The Rent Guidelines Board voted on May 7, 2026 to keep a rent freeze within reach for roughly one million rent-stabilized apartments — but stopped short of guaranteeing one, setting up a binding final vote on June 25 that will be the first real test of Mayor Zohran Mamdani’s signature housing promise.
What the board actually did
In its preliminary vote, the board approved a range of possible increases: 0% to 2% on one-year lease renewals and 0% to 4% on two-year renewals. That range puts a full freeze — 0% — formally on the table for the first time in years, but it also leaves room for landlords to win an increase when the board takes its binding vote.
The guidelines, once finalized, will govern lease renewals for rent-stabilized units from October 1, 2026 through September 30, 2027.
The Mamdani majority
The vote was the board’s first under the new mayor, and the math behind it is the story. Six of the nine members are now Mamdani appointees, after a mayor who ran on freezing the rent reshaped a body that for years had approved increases. Mamdani made the freeze a cornerstone of his campaign, and his appointments gave tenant advocates their best shot at a 0% outcome in a decade.
But the preliminary vote was a reminder that a friendly mayor does not equal a guaranteed freeze. The board operates independently, weighs landlord operating-cost data alongside tenant hardship, and its members — even Mamdani’s — did not lock in 0% at the preliminary stage. As THE CITY noted, a freeze was “no sure thing” even with a Mamdani-majority board.
Neither side satisfied
The preliminary range managed to disappoint both camps. Tenant organizers, who turned out in force, said a range that still allows a 2% or 4% increase falls short amid the rising cost of living and does not honor the spirit of Mamdani’s pledge.

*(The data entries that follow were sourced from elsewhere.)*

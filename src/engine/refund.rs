//! Refund cost calculator.

use crate::domain::{Decimal, Platform, SaleRecord};
use crate::engine::fees::compute_fee_breakdown;

/// Monetary cost of a refund or chargeback event.
///
/// - Zero for anything that is not refund-class.
/// - Zero when the stored refund amount equals the taxes (tax-only event).
/// - BuyGoods: `|revenue|` minus commission, taxes and platform fees.
/// - Every other platform: `|merchant_commission|`.
///
/// Results are not clamped: commission larger than revenue yields a
/// negative cost.
pub fn calculate_refund(record: &SaleRecord) -> Decimal {
    if !record.action_type.is_refund_class() {
        return Decimal::zero();
    }

    if record.refund_amount == Some(record.taxes) {
        return Decimal::zero();
    }

    match record.platform {
        Platform::Buygoods => compute_fee_breakdown(record).net_of(record.revenue.abs()),
        _ => record.merchant_commission.abs(),
    }
}

#[cfg(test)]
mod tests {
    use super::*;
    use crate::domain::ActionType;

    fn d(s: &str) -> Decimal {
        Decimal::parse(s).unwrap()
    }

    fn buygoods_refund() -> SaleRecord {
        SaleRecord::new(ActionType::Refund, Platform::Buygoods)
            .with_revenue(d("-100"))
            .with_affiliate_commission(d("30"))
            .with_taxes(d("5"))
            .with_platform_fees(d("0.1"), d("1"))
    }

    #[test]
    fn test_non_refund_actions_cost_nothing() {
        for action in [
            ActionType::FrontSale,
            ActionType::BackSale,
            ActionType::Rebill,
            ActionType::Other("neworder".to_string()),
        ] {
            let record = SaleRecord::new(action, Platform::Clickbank)
                .with_merchant_commission(d("-15"));
            assert_eq!(calculate_refund(&record), Decimal::zero());
        }
    }

    #[test]
    fn test_clickbank_uses_merchant_commission_magnitude() {
        let record =
            SaleRecord::new(ActionType::Refund, Platform::Clickbank).with_merchant_commission(d("-15"));
        assert_eq!(calculate_refund(&record), d("15"));
    }

    #[test]
    fn test_buygoods_formula() {
        // |−100| − 30 − 5 − (−100 × 0.1) − 1 = 74
        assert_eq!(calculate_refund(&buygoods_refund()), d("74"));
    }

    #[test]
    fn test_tax_only_refund_is_exempt() {
        let record = buygoods_refund().with_refund_amount(d("5"));
        assert_eq!(calculate_refund(&record), Decimal::zero());

        let chargeback = SaleRecord::new(ActionType::Chargeback, Platform::Digistore)
            .with_merchant_commission(d("40"))
            .with_taxes(d("3.5"))
            .with_refund_amount(d("3.5"));
        assert_eq!(calculate_refund(&chargeback), Decimal::zero());
    }

    #[test]
    fn test_refund_amount_different_from_taxes_is_charged() {
        let record = buygoods_refund().with_refund_amount(d("100"));
        assert_eq!(calculate_refund(&record), d("74"));
    }

    #[test]
    fn test_negative_cost_passes_through() {
        let record = SaleRecord::new(ActionType::ChargebackRefundTime, Platform::Buygoods)
            .with_revenue(d("20"))
            .with_affiliate_commission(d("50"));
        assert_eq!(calculate_refund(&record), d("-30"));
    }
}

Landlord groups countered that the board ignored data showing rising operating costs and financial distress in older, heavily rent-stabilized buildings, where owners say thin margins threaten upkeep.
That the range is far lower than what the board approved under former Mayor Eric Adams did little to bridge the gap. For tenants, anything above zero is a broken promise in the making; for owners, a freeze is an existential threat to building finances.
What happens June 25
The binding final vote is scheduled for June 25, 2026. Between now and then, the board holds public hearings where tenants and landlords testify, and the nine members negotiate a single number within (or at the edges of) the preliminary range. A 0% freeze on one-year leases would be the headline outcome and a direct delivery on Mamdani’s central campaign promise. A small increase would hand his critics an early example of a pledge that ran into the machinery of the board he appointed.
Either way, the June vote will be read as a verdict on how much a mayor can actually move an independent board — and on whether Mamdani’s housing agenda survives contact with the data, the landlords, and the members he chose.
Verification
- May 7, 2026 preliminary vote set 0–2% on one-year and 0–4% on two-year leases; binding vote June 25, 2026; covers leases Oct 1, 2026–Sep 30, 2027 — https://gothamist.com/news/nyc-board-votes-to-consider-rent-freeze-keeping-mamdani-pledge-alive ; https://www.amny.com/politics/board-mamdani-rent-freeze-hikes-preliminary-vote/
- Six of nine board members appointed by Mamdani; freeze a campaign cornerstone but “no sure thing” — https://www.thecity.nyc/2026/05/07/rent-freeze-stabilized-apartment-lease-hikes-vote/
- Range applies to roughly one million rent-stabilized apartments — https://www.cityandstateny.com/politics/2026/05/rent-freeze-officially-table/413412/
- Preliminary range far below Adams-era increases; satisfied neither tenants nor landlords — https://ny1.com/nyc/all-boroughs/news/2026/05/07/rent-guidelines-board-votes-on-rents-for-rent-stabilized-units
Frequently Asked Questions
- Did the Rent Guidelines Board freeze the rent?
- Not yet. The May 7, 2026 preliminary vote set a range of 0% to 2% on one-year leases and 0% to 4% on two-year leases. That keeps a 0% freeze possible but also leaves increases on the table. The binding final vote is scheduled for June 25, 2026.
- How many apartments are affected?
- Roughly one million rent-stabilized apartments across New York City. The guidelines the board sets apply to lease renewals from October 1, 2026 through September 30, 2027.
- What does Mayor Mamdani have to do with it?
- Mamdani made a rent freeze a cornerstone of his campaign. As mayor he appoints the Rent Guidelines Board, and a majority — six of nine members — were named by him. But the board votes independently, and a freeze is not automatic.
- How does this compare to the Adams years?
- The preliminary range is well below the increases the board approved under former Mayor Eric Adams. Even so, tenant organizers said it fell short of a guaranteed freeze, while landlord groups said it ignored rising operating costs.